FCAT used to target low-income students

Recently the company All Things Through Learning started its FCAT tutoring program. The program was created to help improve the FCAT scores among minority and low-income students in 16 Florida counties, including Leon County.

As a tutor in this program, it is my job to go over every piece of information about the FCAT and evaluate my students accordingly.

But as I was administering the pre-test to my second-graders, I noticed the puzzled looks on their faces.

They constantly looked up at me for help, but since it was a pre-test, I could not help them. At the end of the tutoring session, a fellow tutor and I sat down to grade the tests and noticed that all the confused students got the same question wrong.

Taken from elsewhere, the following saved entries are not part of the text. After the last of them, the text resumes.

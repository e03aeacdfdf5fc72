//! Tests for the deploy workflow.
//!
//! Tests for:
//! - Resolving the release and failing when it's missing
//! - Uploading and pushing every package artifact
//! - Commenting only on issues not already shipped by a pre-release
//! - Dry-run suppression of uploads, pushes and comments

use std::{
    collections::BTreeSet,
    fs,
    path::Path,
    sync::{Arc, Mutex},
};
use tempfile::TempDir;

use super::common::*;
use crate::{
    ReleaseToolsError,
    command::deploy::{Deployer, newly_referenced_issues, released_comment},
    forge::request::Asset,
    registry::{MockRegistry, RegistryManager},
    test_helpers::{issue, release},
};

const SOURCE: &str = "https://nuget.example/v3/index.json";

fn artifacts_folder(names: &[&str]) -> TempDir {
    let dir = TempDir::new().unwrap();
    for name in names {
        fs::write(dir.path().join(name), name.as_bytes()).unwrap();
    }
    dir
}

fn sample_releases() -> Vec<crate::forge::request::Release> {
    vec![
        release(1, "2.1.0", "* One (#1, #2)\n* Three (#3)", false),
        release(2, "2.1.0-beta1", "* One (#1)", true),
        release(3, "2.2.0", "* Four (#4)", false),
    ]
}

fn registry(dry_run: bool, expected_pushes: usize) -> RegistryManager {
    let mut registry = MockRegistry::new();
    registry.expect_source().returning(|| SOURCE.into());
    registry
        .expect_push()
        .times(expected_pushes)
        .returning(|_| Ok(()));
    RegistryManager::new(Box::new(registry), dry_run)
}

fn deployer(
    forge: crate::forge::manager::ForgeManager,
    registry: RegistryManager,
    release_name: &str,
    folder: &Path,
) -> Deployer {
    Deployer::builder()
        .forge(forge)
        .registry(registry)
        .release_name(release_name)
        .artifacts_folder(folder)
        .build()
        .unwrap()
}

#[test_log::test(tokio::test)]
async fn deploy_uploads_pushes_and_comments_on_new_issues() {
    let dir = artifacts_folder(&[
        "Widgets.2.1.0.nupkg",
        "Widgets.Analyzers.2.1.0.nupkg",
        "build.log",
    ]);

    let mut mock_forge = mock_forge(false);
    mock_forge
        .expect_list_releases()
        .times(1)
        .returning(|| Ok(sample_releases()));
    mock_forge
        .expect_upload_asset()
        .withf(|req| {
            req.release_id == 1 && req.data == req.file_name.as_bytes()
        })
        .times(2)
        .returning(|req| {
            Ok(Asset {
                name: req.file_name,
            })
        });
    mock_forge
        .expect_create_comment()
        .withf(|req| {
            (req.issue_number == 2 || req.issue_number == 3)
                && req.body.contains(
                    "(https://github.com/test/repo/releases/tag/2.1.0)",
                )
        })
        .times(2)
        .returning(|_| Ok(()));

    let summary = deployer(
        forge_manager(mock_forge),
        registry(false, 2),
        "2.1.0",
        dir.path(),
    )
    .run()
    .await
    .unwrap();

    assert_eq!(
        summary.uploaded,
        vec!["Widgets.2.1.0.nupkg", "Widgets.Analyzers.2.1.0.nupkg"]
    );
    assert_eq!(summary.pushed, summary.uploaded);
    assert_eq!(summary.commented, BTreeSet::from([2, 3]));
}

#[tokio::test]
async fn deploy_pre_release_comments_on_all_its_issues() {
    let dir = artifacts_folder(&["Widgets.2.1.0-beta1.nupkg"]);

    let mut mock_forge = mock_forge(false);
    mock_forge
        .expect_list_releases()
        .returning(|| Ok(sample_releases()));
    mock_forge
        .expect_upload_asset()
        .withf(|req| req.release_id == 2)
        .times(1)
        .returning(|req| {
            Ok(Asset {
                name: req.file_name,
            })
        });
    mock_forge
        .expect_create_comment()
        .withf(|req| req.issue_number == 1)
        .times(1)
        .returning(|_| Ok(()));

    let summary = deployer(
        forge_manager(mock_forge),
        registry(false, 1),
        "2.1.0-beta1",
        dir.path(),
    )
    .run()
    .await
    .unwrap();

    assert_eq!(summary.commented, BTreeSet::from([1]));
}

#[tokio::test]
async fn deploy_fails_when_release_is_missing() {
    let dir = artifacts_folder(&["Widgets.3.0.0.nupkg"]);

    let mut mock_forge = mock_forge(false);
    mock_forge
        .expect_list_releases()
        .returning(|| Ok(sample_releases()));
    mock_forge.expect_upload_asset().times(0);
    mock_forge.expect_create_comment().times(0);

    let result = deployer(
        forge_manager(mock_forge),
        registry(false, 0),
        "3.0.0",
        dir.path(),
    )
    .run()
    .await;

    assert!(matches!(result, Err(ReleaseToolsError::NotFound { .. })));
}

#[tokio::test]
async fn deploy_fails_without_artifacts() {
    let dir = artifacts_folder(&["build.log"]);

    let mut mock_forge = mock_forge(false);
    mock_forge
        .expect_list_releases()
        .returning(|| Ok(sample_releases()));
    mock_forge.expect_upload_asset().times(0);
    mock_forge.expect_create_comment().times(0);

    let result = deployer(
        forge_manager(mock_forge),
        registry(false, 0),
        "2.1.0",
        dir.path(),
    )
    .run()
    .await;

    let err = result.unwrap_err();
    assert!(err.to_string().contains("any artifacts to publish"));
}

#[tokio::test]
async fn deploy_aborts_when_upload_fails() {
    let dir = artifacts_folder(&["Widgets.2.1.0.nupkg"]);

    let mut mock_forge = mock_forge(false);
    mock_forge
        .expect_list_releases()
        .returning(|| Ok(sample_releases()));
    mock_forge
        .expect_upload_asset()
        .times(1)
        .returning(|_| Err(ReleaseToolsError::forge("502 bad gateway")));
    mock_forge.expect_create_comment().times(0);

    let result = deployer(
        forge_manager(mock_forge),
        registry(false, 0),
        "2.1.0",
        dir.path(),
    )
    .run()
    .await;

    assert!(matches!(result, Err(ReleaseToolsError::ForgeError(_))));
}

#[tokio::test]
async fn deploy_comments_on_every_issue_before_reporting_failure() {
    let dir = artifacts_folder(&["Widgets.2.1.0.nupkg"]);
    let posted = Arc::new(Mutex::new(BTreeSet::<u64>::new()));

    let mut mock_forge = mock_forge(false);
    mock_forge
        .expect_list_releases()
        .returning(|| Ok(sample_releases()));
    mock_forge.expect_upload_asset().times(1).returning(|req| {
        Ok(Asset {
            name: req.file_name,
        })
    });
    let recorded = Arc::clone(&posted);
    mock_forge
        .expect_create_comment()
        .times(2)
        .returning(move |req| {
            if req.issue_number == 2 {
                return Err(ReleaseToolsError::forge("comment on #2 failed"));
            }
            recorded.lock().unwrap().insert(req.issue_number);
            Ok(())
        });

    let result = deployer(
        forge_manager(mock_forge),
        registry(false, 1),
        "2.1.0",
        dir.path(),
    )
    .run()
    .await;

    assert!(matches!(result, Err(ReleaseToolsError::ForgeError(_))));
    assert_eq!(*posted.lock().unwrap(), BTreeSet::from([3]));
}

#[tokio::test]
async fn dry_run_deploy_only_reads() {
    let dir = artifacts_folder(&["Widgets.2.1.0.nupkg"]);

    let mut mock_forge = mock_forge(true);
    mock_forge
        .expect_list_releases()
        .times(1)
        .returning(|| Ok(sample_releases()));
    mock_forge.expect_upload_asset().times(0);
    mock_forge.expect_create_comment().times(0);
    mock_forge
        .expect_get_issue()
        .times(2)
        .returning(|number| Ok(issue(number, "Shipped issue")));

    let summary = deployer(
        forge_manager(mock_forge),
        registry(true, 0),
        "2.1.0",
        dir.path(),
    )
    .run()
    .await
    .unwrap();

    assert_eq!(summary.uploaded, vec!["Widgets.2.1.0.nupkg"]);
    assert_eq!(summary.commented, BTreeSet::from([2, 3]));
}

#[test]
fn final_release_excludes_issues_shipped_in_pre_releases() {
    let releases = vec![
        release(1, "2.1.0", "(#1, #2) (#3)", false),
        release(2, "2.1.0-beta1", "(#1)", true),
        release(3, "2.1.0-beta2", "(#2)", true),
        release(4, "2.0.0-beta1", "(#3)", true),
    ];

    assert_eq!(
        newly_referenced_issues(&releases[0], &releases),
        BTreeSet::from([3])
    );
    assert_eq!(
        newly_referenced_issues(&releases[2], &releases),
        BTreeSet::from([2])
    );
}

#[test]
fn renders_released_comment() {
    let comment = released_comment(&remote_config(), "2.1.0").unwrap();

    assert_eq!(
        comment,
        "This change has been released as part of [repo 2.1.0](https://github.com/test/repo/releases/tag/2.1.0)."
    );
}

A question in the word placement section asked, “There are two ___ in the kitchen.” The correct answer was mice, but the answer the students gave was mouses.

Another question asked, “My father parks his car in the ____.” The correct answer was garage. Two students left the answer blank and one little girl knew that no matter what she put it was going to be wrong and circled the word rainbow.

According to the State of FCAT Grading Sheet, these kids are not smart enough to pass the second grade and move on to third, but I don’t think that’s fair.

These children are at an age where their parents and home lives shape their vocabulary. If your parents don’t have a garage then you might not know what one is.

If your parents say we have “mouses” in our house instead of we have mice, you are going to assume that is the correct way to say it.

It was brought to my attention during a recent Sunday morning service that the FCAT scores mean more than what the government is telling us.

Minister Kevin Hankins, director of the youth ministry at Community of Faith Church, said Jeb Bush has decided that black male and Hispanic male fifth-grade FCAT scores are going to determine how many jails should be built by 2013.

Minister Hankins said Jeb Bush also said black and Hispanic boys who don’t pass the FCAT in the fifth grade will be held back and more inclined to participate in bad behavior in and out of the classroom.

The discipline problems will carry over to high school, causing these students to fail the SAT and turn to other means of survival. This means drugs, violence and jail. This devil’s arithmetic is how they are judging young Hispanic and black males in the state of Florida.

I do not believe the FCAT is used to measure the intelligence of students. I think it is a way to single minority and low-income students out.